## ASSIGNMENT
Would you quote the material below from its first line through the line containing "grid per species", exactly and with both ends included?

## THE DATA
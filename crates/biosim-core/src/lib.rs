//! Core types, parameters and errors for the BioSim island population model.

pub mod types;
pub mod config;
pub mod error;
pub mod fitness;

pub use error::{Error, Result};
pub use types::*;
pub use config::*;
pub use fitness::*;
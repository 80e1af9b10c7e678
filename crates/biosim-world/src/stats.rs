//! Aggregate snapshots of the island handed to plotting and reporting code.

use crate::animal::Animal;
use biosim_core::{PopulationStats, Species};
use serde::{Deserialize, Serialize};

/// Per-cell animal counts, one row-major grid per species
#[derive(Debug, Clone, Default, PartialEq, Eq, Serialize, Deserialize)]
pub struct Distribution {
    pub herbivores: Vec<Vec<usize>>,
    pub carnivores: Vec<Vec<usize>>,
}

impl Distribution {
    pub fn get(&self, species: Species) -> &[Vec<usize>] {
        match species {
            Species::Herbivore => &self.herbivores,
            Species::Carnivore => &self.carnivores,
        }
    }
}

/// Animal attribute that can be histogrammed
#[derive(Debug, Clone, Copy, PartialEq, Eq, Hash, Serialize, Deserialize)]
#[serde(rename_all = "lowercase")]
pub enum Attribute {
    Weight,
    Fitness,
    Age,
}

/// Attribute values of every animal of one species
#[derive(Debug, Clone, Default, PartialEq, Serialize, Deserialize)]
pub struct SpeciesSamples {
    pub weight: Vec<f64>,
    pub fitness: Vec<f64>,
    pub age: Vec<u32>,
}

impl SpeciesSamples {
    pub fn push(&mut self, animal: &Animal) {
        self.weight.push(animal.weight());
        self.fitness.push(animal.fitness());
        self.age.push(animal.age());
    }

    pub fn len(&self) -> usize {
        self.weight.len()
    }

    pub fn is_empty(&self) -> bool {
        self.weight.is_empty()
    }

    pub fn values(&self, attribute: Attribute) -> Vec<f64> {
        match attribute {
            Attribute::Weight => self.weight.clone(),
            Attribute::Fitness => self.fitness.clone(),
            Attribute::Age => self.age.iter().map(|&age| age as f64).collect(),
        }
    }

    /// Histogram one attribute
    pub fn bin_counts(&self, attribute: Attribute, spec: &HistogramSpec) -> Vec<usize> {
        spec.bin_counts(self.values(attribute))
    }
}

/// Attribute samples for both species
#[derive(Debug, Clone, Default, PartialEq, Serialize, Deserialize)]
pub struct AttributeSamples {
    pub herbivores: SpeciesSamples,
    pub carnivores: SpeciesSamples,
}

impl AttributeSamples {
    pub fn get(&self, species: Species) -> &SpeciesSamples {
        match species {
            Species::Herbivore => &self.herbivores,
            Species::Carnivore => &self.carnivores,
        }
    }

    pub fn get_mut(&mut self, species: Species) -> &mut SpeciesSamples {
        match species {
            Species::Herbivore => &mut self.herbivores,
            Species::Carnivore => &mut self.carnivores,
        }
    }
}

/// Histogram range `[0, max)` split into bins of width `delta`
#[derive(Debug, Clone, Copy, PartialEq, Serialize, Deserialize)]
pub struct HistogramSpec {
    pub max: f64,
    pub delta: f64,
}

impl HistogramSpec {
    pub const MAX_BINS: usize = 1 << 20;

    pub fn new(max: f64, delta: f64) -> Self {
        Self { max, delta }
    }

    /// Number of bins, or 0 when `max` or `delta` is not a positive finite
    /// number or the range would need more than [`HistogramSpec::MAX_BINS`]
    pub fn num_bins(&self) -> usize {
        let valid = |x: f64| x.is_finite() && x > 0.0;
        if !valid(self.max) || !valid(self.delta) {
            return 0;
        }
        let bins = (self.max / self.delta).ceil();
        if !bins.is_finite() || bins > Self::MAX_BINS as f64 {
            return 0;
        }
        bins as usize
    }

    /// Count samples per bin. Samples at or above `max` go in the last bin;
    /// negative and NaN samples are skipped.
    pub fn bin_counts(&self, samples: impl IntoIterator<Item = f64>) -> Vec<usize> {
        let num_bins = self.num_bins();
        let mut counts = vec![0; num_bins];
        if num_bins == 0 {
            return counts;
        }

        for value in samples {
            if value.is_nan() || value < 0.0 {
                continue;
            }
            let bin = ((value / self.delta) as usize).min(num_bins - 1);
            counts[bin] += 1;
        }
        counts
    }
}

/// Births, deaths and moves during one simulated year
#[derive(Debug, Clone, Copy, Default, PartialEq, Eq, Serialize, Deserialize)]
pub struct YearEvents {
    pub births: usize,
    pub deaths: usize,
    pub eaten: usize,
    pub migrations: usize,
}

/// State of the island at the end of one year
#[derive(Debug, Clone, PartialEq, Serialize, Deserialize)]
pub struct YearStats {
    pub year: u32,
    pub herbivores: PopulationStats,
    pub carnivores: PopulationStats,
    pub events: YearEvents,
}

impl YearStats {
    pub fn total_animals(&self) -> usize {
        self.herbivores.count + self.carnivores.count
    }
}

#[cfg(test)]
mod tests {
    use super::*;
    use biosim_core::SpeciesParams;

    #[test]
    fn test_histogram_bins() {
        let spec = HistogramSpec::new(10.0, 2.0);
        assert_eq!(spec.num_bins(), 5);

        let counts = spec.bin_counts([0.0, 1.9, 2.0, 5.5, 9.99, 10.0, 42.0, -1.0, f64::NAN]);
        assert_eq!(counts, vec![2, 1, 1, 0, 3]);
    }

    #[test]
    fn test_histogram_partial_last_bin() {
        let spec = HistogramSpec::new(1.0, 0.3);
        assert_eq!(spec.num_bins(), 4);
        assert_eq!(spec.bin_counts([0.95]), vec![0, 0, 0, 1]);
    }

    #[test]
    fn test_degenerate_histogram() {
        let spec = HistogramSpec::new(10.0, 0.0);
        assert!(spec.bin_counts([1.0, 2.0]).is_empty());
    }

    #[test]
    fn test_unbounded_histogram_is_empty() {
        for spec in [
            HistogramSpec::new(f64::INFINITY, 1.0),
            HistogramSpec::new(10.0, f64::NAN),
            HistogramSpec::new(10.0, 1.0e-300),
            HistogramSpec::new(1.0e300, 1.0),
        ] {
            assert_eq!(spec.num_bins(), 0, "{spec:?}");
            assert!(spec.bin_counts([1.0, 5.0]).is_empty());
        }
        assert_eq!(
            HistogramSpec::new(HistogramSpec::MAX_BINS as f64, 1.0).num_bins(),
            HistogramSpec::MAX_BINS
        );
    }

    #[test]
    fn test_species_samples() {
        let params = SpeciesParams::herbivore();
        let mut samples = SpeciesSamples::default();
        samples.push(&Animal::new(Species::Herbivore, 3, 12.0, &params));
        samples.push(&Animal::new(Species::Herbivore, 7, 30.0, &params));

        assert_eq!(samples.len(), 2);
        assert_eq!(samples.values(Attribute::Age), vec![3.0, 7.0]);
        assert_eq!(
            samples.bin_counts(Attribute::Weight, &HistogramSpec::new(40.0, 10.0)),
            vec![0, 1, 0, 1]
        );
    }
}
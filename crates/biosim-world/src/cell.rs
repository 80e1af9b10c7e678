//! A single island cell: terrain, yearly food budget and two populations.

use crate::animal::Animal;
use biosim_core::{
    AnimalSeed, Error, LandscapeParams, Location, ParamChanges, Params, Result, Species,
    SpeciesParams, Terrain,
};
use rand::seq::SliceRandom;
use rand::Rng;
use serde::{Deserialize, Serialize};
use tracing::trace;

/// What a cell needs to know about an adjacent cell to send migrants there
#[derive(Debug, Clone, Copy, PartialEq, Eq)]
pub struct Neighbor {
    pub location: Location,
    pub habitable: bool,
}

impl Neighbor {
    pub fn of(cell: &Cell) -> Self {
        Self {
            location: cell.location(),
            habitable: cell.is_habitable(),
        }
    }
}

/// An animal that has left its cell and must be placed at `destination`
#[derive(Debug, Clone, PartialEq)]
pub struct Emigrant {
    pub destination: Location,
    pub animal: Animal,
}

#[derive(Debug, Clone, Serialize, Deserialize)]
pub struct Cell {
    location: Location,
    terrain: Terrain,
    fodder: f64,
    herbivores: Vec<Animal>,
    carnivores: Vec<Animal>,
}

impl Cell {
    pub fn new(location: Location, terrain: Terrain, landscape: &LandscapeParams) -> Self {
        Self {
            location,
            terrain,
            fodder: landscape.f_max(terrain),
            herbivores: Vec::new(),
            carnivores: Vec::new(),
        }
    }

    pub fn location(&self) -> Location {
        self.location
    }

    pub fn terrain(&self) -> Terrain {
        self.terrain
    }

    pub fn is_habitable(&self) -> bool {
        self.terrain.is_habitable()
    }

    /// Food left this year
    pub fn fodder(&self) -> f64 {
        self.fodder
    }

    pub fn population(&self, species: Species) -> &[Animal] {
        match species {
            Species::Herbivore => &self.herbivores,
            Species::Carnivore => &self.carnivores,
        }
    }

    fn population_mut(&mut self, species: Species) -> &mut Vec<Animal> {
        match species {
            Species::Herbivore => &mut self.herbivores,
            Species::Carnivore => &mut self.carnivores,
        }
    }

    pub fn herbivores(&self) -> &[Animal] {
        &self.herbivores
    }

    pub fn carnivores(&self) -> &[Animal] {
        &self.carnivores
    }

    pub fn count(&self, species: Species) -> usize {
        self.population(species).len()
    }

    pub fn animal_count(&self) -> usize {
        self.herbivores.len() + self.carnivores.len()
    }

    /// Place seeded animals in this cell. The whole batch is checked first;
    /// on error nothing is added.
    pub fn add_population(&mut self, pop: &[AnimalSeed], params: &Params) -> Result<()> {
        if pop.is_empty() {
            return Ok(());
        }
        if !self.is_habitable() {
            return Err(Error::Uninhabitable(self.location));
        }

        let species = pop
            .iter()
            .map(AnimalSeed::validate)
            .collect::<Result<Vec<_>>>()?;

        for (seed, species) in pop.iter().zip(species) {
            let animal = Animal::new(species, seed.age, seed.weight, params.species(species));
            self.population_mut(species).push(animal);
        }

        trace!(
            location = %self.location,
            added = pop.len(),
            herbivores = self.herbivores.len(),
            carnivores = self.carnivores.len(),
            "Population added"
        );
        Ok(())
    }

    /// Receive an animal arriving from a neighbouring cell
    pub fn immigrate(&mut self, animal: Animal) {
        self.population_mut(animal.species()).push(animal);
    }

    /// Reset the food budget to the terrain's capacity
    pub fn update_fodder(&mut self, landscape: &LandscapeParams) {
        self.fodder = landscape.f_max(self.terrain);
    }

    /// Cut the food left this year down to the terrain's capacity
    pub fn cap_fodder(&mut self, landscape: &LandscapeParams) {
        self.fodder = self.fodder.min(landscape.f_max(self.terrain));
    }

    /// Feeding phase. Herbivores graze in random order until the food runs
    /// out, then carnivores hunt the herbivores, fittest predator first.
    /// Returns the number of herbivores eaten.
    pub fn grazing<R: Rng + ?Sized>(&mut self, params: &Params, rng: &mut R) -> usize {
        self.herbivores.shuffle(rng);
        for herbivore in &mut self.herbivores {
            if self.fodder <= 0.0 {
                break;
            }
            self.fodder = herbivore.feed(self.fodder, &params.herbivore);
        }

        let herbivores_before = self.herbivores.len();
        self.carnivores
            .sort_by(|a, b| b.fitness().total_cmp(&a.fitness()));
        for carnivore in &mut self.carnivores {
            if self.herbivores.is_empty() {
                break;
            }
            let mut prey = std::mem::take(&mut self.herbivores);
            prey.sort_by(|a, b| a.fitness().total_cmp(&b.fitness()));
            self.herbivores = carnivore.hunt(prey, &params.carnivore, rng);
        }

        herbivores_before - self.herbivores.len()
    }

    /// Breeding phase. Every animal gets one chance to give birth, judged
    /// against the population before any newborns arrive. Returns the
    /// number of newborns.
    pub fn breeding<R: Rng + ?Sized>(&mut self, params: &Params, rng: &mut R) -> usize {
        let mut births = 0;

        for species in Species::all() {
            let species_params = params.species(species);
            let population = self.population_mut(species);
            let n = population.len();

            let newborns: Vec<Animal> = population
                .iter_mut()
                .filter_map(|mother| mother.birth(n, species_params, rng))
                .collect();

            births += newborns.len();
            population.extend(newborns);
        }

        births
    }

    /// Migration phase for this cell.
    ///
    /// Animals are visited from the back of each population. Every animal
    /// that decides to move picks one of `neighbors` at random; if that cell
    /// is habitable the animal leaves and is returned as an [`Emigrant`],
    /// otherwise it stays put for the rest of the year.
    pub fn migration<R: Rng + ?Sized>(
        &mut self,
        neighbors: &[Neighbor],
        params: &Params,
        rng: &mut R,
    ) -> Vec<Emigrant> {
        let mut emigrants = Vec::new();
        if neighbors.is_empty() {
            return emigrants;
        }

        for species in Species::all() {
            let species_params = params.species(species);
            let population = std::mem::take(self.population_mut(species));
            let mut staying = Vec::with_capacity(population.len());

            for mut animal in population.into_iter().rev() {
                if !animal.migration(species_params, rng) {
                    staying.push(animal);
                    continue;
                }

                animal.mark_migrated();
                match neighbors.choose(rng) {
                    Some(neighbor) if neighbor.habitable => emigrants.push(Emigrant {
                        destination: neighbor.location,
                        animal,
                    }),
                    _ => staying.push(animal),
                }
            }

            staying.reverse();
            *self.population_mut(species) = staying;
        }

        emigrants
    }

    /// Aging phase
    pub fn aging(&mut self, params: &Params) {
        for animal in &mut self.herbivores {
            animal.aging(&params.herbivore);
        }
        for animal in &mut self.carnivores {
            animal.aging(&params.carnivore);
        }
    }

    /// Death phase. Returns the number of animals removed.
    pub fn remove_population<R: Rng + ?Sized>(&mut self, params: &Params, rng: &mut R) -> usize {
        let before = self.animal_count();

        for species in Species::all() {
            let species_params = params.species(species);
            self.population_mut(species)
                .retain(|animal| !animal.death(species_params, rng));
        }

        before - self.animal_count()
    }

    /// Recompute the fitness of one population after its parameters changed
    pub fn refresh_fitness(&mut self, species: Species, params: &SpeciesParams) {
        for animal in self.population_mut(species) {
            animal.refresh_fitness(params);
        }
    }

    /// Update the parameters of the species named `species`
    pub fn change_animalparams(
        params: &mut Params,
        species: &str,
        changes: &ParamChanges,
    ) -> Result<Species> {
        let species = species.parse::<Species>()?;
        params.update_species(species, changes)?;
        Ok(species)
    }

    /// Update the parameters of the terrain named `terrain`
    pub fn update_params(
        params: &mut Params,
        terrain: &str,
        changes: &ParamChanges,
    ) -> Result<Terrain> {
        let terrain = terrain.parse::<Terrain>()?;
        params.update_terrain(terrain, changes)?;
        Ok(terrain)
    }
}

## RESULT FOR THIS EXERCISE
filename crates/biosim-core/src/lib.rs
//! Core types, parameters and errors for the BioSim island population model.

pub mod types;
pub mod config;
pub mod error;
pub mod fitness;

pub use error::{Error, Result};
pub use types::*;
pub use config::*;
pub use fitness::*;
repository 80e1af9b10c7e678
filename crates/biosim-world/src/stats.rs
//! Aggregate snapshots of the island handed to plotting and reporting code.

use crate::animal::Animal;
use biosim_core::{PopulationStats, Species};
use serde::{Deserialize, Serialize};

/// Per-cell animal counts, one row-major grid per species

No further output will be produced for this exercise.